◆ **Task brief**
How many lines of the entries below include the word "inventory"? Answer with the number alone.

--------

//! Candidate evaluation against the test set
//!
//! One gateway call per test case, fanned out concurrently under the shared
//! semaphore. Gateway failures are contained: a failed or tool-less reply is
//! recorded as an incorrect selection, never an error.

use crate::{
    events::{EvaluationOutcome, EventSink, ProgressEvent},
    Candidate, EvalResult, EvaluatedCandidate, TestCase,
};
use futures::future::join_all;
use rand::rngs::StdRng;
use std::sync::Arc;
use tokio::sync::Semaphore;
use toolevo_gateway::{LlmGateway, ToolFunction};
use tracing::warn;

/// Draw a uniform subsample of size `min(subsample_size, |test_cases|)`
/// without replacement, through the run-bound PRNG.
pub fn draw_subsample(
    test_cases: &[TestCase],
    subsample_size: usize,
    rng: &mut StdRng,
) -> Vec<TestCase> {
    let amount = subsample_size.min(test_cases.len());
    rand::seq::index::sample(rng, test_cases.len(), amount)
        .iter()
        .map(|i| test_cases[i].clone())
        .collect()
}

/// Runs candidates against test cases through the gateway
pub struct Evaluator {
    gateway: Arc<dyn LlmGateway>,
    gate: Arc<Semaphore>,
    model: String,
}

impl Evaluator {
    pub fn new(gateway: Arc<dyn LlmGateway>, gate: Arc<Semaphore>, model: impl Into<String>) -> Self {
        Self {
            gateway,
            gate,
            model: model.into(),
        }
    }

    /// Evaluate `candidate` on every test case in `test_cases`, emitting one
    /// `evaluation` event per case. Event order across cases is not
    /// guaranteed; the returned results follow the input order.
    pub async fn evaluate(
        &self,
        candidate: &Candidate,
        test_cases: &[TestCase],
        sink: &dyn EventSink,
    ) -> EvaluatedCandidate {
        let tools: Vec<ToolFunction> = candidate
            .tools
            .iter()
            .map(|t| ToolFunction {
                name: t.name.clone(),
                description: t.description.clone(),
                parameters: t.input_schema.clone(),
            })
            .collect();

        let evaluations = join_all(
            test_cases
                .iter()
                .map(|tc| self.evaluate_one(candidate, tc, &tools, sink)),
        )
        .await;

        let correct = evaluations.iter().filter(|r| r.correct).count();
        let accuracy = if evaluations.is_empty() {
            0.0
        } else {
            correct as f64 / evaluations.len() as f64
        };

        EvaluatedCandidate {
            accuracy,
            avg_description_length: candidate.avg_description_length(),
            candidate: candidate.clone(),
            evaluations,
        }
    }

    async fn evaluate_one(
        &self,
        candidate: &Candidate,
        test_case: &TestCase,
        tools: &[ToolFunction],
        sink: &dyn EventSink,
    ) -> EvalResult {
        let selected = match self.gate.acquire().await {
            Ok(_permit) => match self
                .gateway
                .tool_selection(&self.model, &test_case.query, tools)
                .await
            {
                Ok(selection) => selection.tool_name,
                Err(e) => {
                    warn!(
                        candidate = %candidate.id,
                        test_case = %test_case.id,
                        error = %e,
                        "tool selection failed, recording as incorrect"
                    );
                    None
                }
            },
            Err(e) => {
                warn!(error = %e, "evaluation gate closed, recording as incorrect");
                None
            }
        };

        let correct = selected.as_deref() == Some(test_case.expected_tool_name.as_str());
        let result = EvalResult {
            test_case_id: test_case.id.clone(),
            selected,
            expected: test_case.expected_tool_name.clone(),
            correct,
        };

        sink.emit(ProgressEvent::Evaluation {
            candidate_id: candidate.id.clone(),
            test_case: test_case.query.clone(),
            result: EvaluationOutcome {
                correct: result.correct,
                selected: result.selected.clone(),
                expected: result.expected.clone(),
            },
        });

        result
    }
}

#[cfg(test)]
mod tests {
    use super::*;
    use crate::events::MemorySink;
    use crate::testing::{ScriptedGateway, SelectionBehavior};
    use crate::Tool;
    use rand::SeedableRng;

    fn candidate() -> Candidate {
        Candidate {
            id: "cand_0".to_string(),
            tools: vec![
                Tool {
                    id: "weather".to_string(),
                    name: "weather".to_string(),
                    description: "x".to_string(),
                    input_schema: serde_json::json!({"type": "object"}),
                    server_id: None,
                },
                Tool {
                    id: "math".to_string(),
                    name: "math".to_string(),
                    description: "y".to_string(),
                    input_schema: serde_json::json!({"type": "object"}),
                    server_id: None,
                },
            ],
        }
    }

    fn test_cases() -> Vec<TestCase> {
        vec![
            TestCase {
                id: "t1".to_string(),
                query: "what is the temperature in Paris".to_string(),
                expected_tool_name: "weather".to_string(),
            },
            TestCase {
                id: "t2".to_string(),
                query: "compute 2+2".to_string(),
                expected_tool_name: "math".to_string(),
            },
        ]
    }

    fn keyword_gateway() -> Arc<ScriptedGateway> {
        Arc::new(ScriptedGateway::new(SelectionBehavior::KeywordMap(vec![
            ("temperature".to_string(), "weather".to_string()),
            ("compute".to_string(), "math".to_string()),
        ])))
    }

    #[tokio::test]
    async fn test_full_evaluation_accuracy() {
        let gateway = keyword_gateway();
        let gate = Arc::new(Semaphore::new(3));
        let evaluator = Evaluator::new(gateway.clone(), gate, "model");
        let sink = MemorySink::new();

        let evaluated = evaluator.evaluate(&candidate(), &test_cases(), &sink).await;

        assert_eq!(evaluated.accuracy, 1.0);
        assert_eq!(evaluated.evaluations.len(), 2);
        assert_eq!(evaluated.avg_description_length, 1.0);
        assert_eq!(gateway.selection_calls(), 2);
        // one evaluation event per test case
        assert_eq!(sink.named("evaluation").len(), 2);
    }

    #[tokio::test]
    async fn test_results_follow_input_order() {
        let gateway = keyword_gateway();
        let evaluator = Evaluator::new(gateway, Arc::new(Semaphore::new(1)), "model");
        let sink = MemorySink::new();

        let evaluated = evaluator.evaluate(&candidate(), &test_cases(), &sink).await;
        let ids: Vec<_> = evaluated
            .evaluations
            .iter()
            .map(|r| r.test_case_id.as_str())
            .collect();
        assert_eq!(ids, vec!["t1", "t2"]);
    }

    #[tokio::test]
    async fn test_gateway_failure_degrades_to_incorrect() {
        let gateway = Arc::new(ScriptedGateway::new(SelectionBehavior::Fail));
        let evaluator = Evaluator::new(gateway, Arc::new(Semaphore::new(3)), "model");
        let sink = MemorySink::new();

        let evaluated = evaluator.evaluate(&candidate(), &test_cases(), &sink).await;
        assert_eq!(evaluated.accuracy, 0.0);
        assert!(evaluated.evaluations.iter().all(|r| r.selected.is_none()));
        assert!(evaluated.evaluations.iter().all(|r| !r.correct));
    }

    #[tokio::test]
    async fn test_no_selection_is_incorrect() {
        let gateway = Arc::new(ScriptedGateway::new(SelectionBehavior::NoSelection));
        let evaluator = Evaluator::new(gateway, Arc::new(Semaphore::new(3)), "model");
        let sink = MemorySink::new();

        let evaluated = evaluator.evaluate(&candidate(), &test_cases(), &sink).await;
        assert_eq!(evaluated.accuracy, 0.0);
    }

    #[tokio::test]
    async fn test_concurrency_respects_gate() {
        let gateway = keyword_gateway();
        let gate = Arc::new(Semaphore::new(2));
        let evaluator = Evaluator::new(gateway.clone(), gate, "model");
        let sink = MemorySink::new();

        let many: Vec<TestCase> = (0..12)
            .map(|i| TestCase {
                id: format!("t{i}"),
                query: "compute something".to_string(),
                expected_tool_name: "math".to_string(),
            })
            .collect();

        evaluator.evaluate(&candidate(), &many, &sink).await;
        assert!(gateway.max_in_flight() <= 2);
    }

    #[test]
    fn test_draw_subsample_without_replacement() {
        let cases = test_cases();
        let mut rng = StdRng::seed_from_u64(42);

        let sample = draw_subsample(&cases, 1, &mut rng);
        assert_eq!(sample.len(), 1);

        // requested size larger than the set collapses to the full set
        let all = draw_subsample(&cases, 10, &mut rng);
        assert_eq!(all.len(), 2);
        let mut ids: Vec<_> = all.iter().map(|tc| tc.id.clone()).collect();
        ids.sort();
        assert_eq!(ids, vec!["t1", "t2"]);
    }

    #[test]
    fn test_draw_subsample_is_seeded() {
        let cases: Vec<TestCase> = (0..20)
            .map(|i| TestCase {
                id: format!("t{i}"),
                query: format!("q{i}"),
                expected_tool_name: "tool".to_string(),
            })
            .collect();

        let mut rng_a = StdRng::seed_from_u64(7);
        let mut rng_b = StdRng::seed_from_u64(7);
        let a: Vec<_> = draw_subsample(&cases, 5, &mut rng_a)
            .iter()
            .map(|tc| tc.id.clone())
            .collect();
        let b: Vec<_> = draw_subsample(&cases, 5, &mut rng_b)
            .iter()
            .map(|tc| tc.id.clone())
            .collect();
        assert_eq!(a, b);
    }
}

--------

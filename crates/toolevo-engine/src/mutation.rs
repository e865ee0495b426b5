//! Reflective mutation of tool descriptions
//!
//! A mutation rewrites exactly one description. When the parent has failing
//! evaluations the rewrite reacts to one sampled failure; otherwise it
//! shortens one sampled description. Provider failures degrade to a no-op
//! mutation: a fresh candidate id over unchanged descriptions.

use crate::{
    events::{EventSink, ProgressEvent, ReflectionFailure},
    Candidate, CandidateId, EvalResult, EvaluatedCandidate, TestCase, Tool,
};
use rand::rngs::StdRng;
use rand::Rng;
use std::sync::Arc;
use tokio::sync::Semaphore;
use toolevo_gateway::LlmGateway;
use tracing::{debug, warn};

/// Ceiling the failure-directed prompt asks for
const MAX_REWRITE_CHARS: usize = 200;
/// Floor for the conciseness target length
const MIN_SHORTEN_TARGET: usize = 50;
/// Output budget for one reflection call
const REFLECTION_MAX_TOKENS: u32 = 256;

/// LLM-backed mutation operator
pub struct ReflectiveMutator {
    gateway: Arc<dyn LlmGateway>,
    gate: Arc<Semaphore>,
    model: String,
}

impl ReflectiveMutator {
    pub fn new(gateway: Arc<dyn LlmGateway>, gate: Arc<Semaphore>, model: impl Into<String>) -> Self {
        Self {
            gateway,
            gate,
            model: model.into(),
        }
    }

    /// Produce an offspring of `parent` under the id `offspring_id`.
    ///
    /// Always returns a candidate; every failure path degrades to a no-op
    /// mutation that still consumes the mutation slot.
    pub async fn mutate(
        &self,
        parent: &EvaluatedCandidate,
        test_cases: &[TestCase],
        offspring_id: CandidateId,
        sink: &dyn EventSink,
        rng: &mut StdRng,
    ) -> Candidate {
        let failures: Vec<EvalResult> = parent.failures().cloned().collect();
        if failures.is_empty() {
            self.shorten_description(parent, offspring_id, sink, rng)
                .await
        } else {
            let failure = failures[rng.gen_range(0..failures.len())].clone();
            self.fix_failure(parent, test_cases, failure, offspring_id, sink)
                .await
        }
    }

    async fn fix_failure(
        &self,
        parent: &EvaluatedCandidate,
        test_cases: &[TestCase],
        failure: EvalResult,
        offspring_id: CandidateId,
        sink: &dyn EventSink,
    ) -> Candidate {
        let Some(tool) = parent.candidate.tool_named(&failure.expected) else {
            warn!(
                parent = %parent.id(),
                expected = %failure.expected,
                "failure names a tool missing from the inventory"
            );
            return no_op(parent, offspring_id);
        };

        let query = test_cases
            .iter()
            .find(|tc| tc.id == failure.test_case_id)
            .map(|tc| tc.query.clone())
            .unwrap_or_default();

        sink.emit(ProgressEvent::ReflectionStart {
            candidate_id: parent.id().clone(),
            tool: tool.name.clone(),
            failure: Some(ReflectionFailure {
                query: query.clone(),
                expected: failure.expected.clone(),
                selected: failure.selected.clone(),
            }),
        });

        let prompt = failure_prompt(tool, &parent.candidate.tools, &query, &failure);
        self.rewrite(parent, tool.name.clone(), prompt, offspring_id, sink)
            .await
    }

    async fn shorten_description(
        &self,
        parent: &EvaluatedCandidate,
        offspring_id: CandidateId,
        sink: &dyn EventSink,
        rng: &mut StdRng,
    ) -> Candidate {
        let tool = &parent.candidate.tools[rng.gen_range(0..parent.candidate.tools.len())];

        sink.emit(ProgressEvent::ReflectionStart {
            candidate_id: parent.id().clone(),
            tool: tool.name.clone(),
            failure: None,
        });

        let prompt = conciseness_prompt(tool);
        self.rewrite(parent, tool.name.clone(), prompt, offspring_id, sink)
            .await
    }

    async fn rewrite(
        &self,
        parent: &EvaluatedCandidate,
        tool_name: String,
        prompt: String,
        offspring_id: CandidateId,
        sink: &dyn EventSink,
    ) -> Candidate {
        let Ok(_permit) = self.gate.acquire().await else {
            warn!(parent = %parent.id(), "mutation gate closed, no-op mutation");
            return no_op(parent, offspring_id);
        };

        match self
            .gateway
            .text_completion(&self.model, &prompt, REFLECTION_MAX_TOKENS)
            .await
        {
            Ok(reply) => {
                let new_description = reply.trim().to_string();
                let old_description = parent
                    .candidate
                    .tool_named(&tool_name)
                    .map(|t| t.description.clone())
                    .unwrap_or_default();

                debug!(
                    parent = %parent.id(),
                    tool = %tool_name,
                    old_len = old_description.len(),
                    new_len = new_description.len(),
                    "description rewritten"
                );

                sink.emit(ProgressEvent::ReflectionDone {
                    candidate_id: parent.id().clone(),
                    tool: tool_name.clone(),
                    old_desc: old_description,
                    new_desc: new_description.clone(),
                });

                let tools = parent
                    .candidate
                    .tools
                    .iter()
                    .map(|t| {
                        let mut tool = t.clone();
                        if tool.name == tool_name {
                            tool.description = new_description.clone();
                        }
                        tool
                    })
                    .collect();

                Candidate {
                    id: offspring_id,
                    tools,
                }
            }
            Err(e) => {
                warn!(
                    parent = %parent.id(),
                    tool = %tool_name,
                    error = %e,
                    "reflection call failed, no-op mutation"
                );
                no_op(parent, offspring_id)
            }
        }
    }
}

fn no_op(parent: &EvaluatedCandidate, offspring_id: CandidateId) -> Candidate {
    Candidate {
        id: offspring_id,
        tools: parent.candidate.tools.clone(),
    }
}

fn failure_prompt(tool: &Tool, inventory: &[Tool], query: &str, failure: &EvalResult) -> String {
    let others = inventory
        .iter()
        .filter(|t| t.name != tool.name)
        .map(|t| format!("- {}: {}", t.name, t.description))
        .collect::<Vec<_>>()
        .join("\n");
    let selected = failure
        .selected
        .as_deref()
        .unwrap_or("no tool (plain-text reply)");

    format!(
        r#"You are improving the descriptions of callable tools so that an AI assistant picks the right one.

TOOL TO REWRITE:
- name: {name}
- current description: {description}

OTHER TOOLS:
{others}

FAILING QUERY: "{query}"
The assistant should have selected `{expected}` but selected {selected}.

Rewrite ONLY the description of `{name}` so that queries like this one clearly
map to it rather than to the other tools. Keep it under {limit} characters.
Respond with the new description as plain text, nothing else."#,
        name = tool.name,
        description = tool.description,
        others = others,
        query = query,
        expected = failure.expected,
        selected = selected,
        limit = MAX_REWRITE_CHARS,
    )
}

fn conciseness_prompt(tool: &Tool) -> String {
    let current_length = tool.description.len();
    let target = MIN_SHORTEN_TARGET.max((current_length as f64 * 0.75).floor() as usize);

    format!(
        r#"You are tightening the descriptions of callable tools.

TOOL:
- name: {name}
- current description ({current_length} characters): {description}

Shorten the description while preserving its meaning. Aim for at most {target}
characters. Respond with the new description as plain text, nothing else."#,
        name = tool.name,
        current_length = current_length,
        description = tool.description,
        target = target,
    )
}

--------

◆ **Exercise output**
3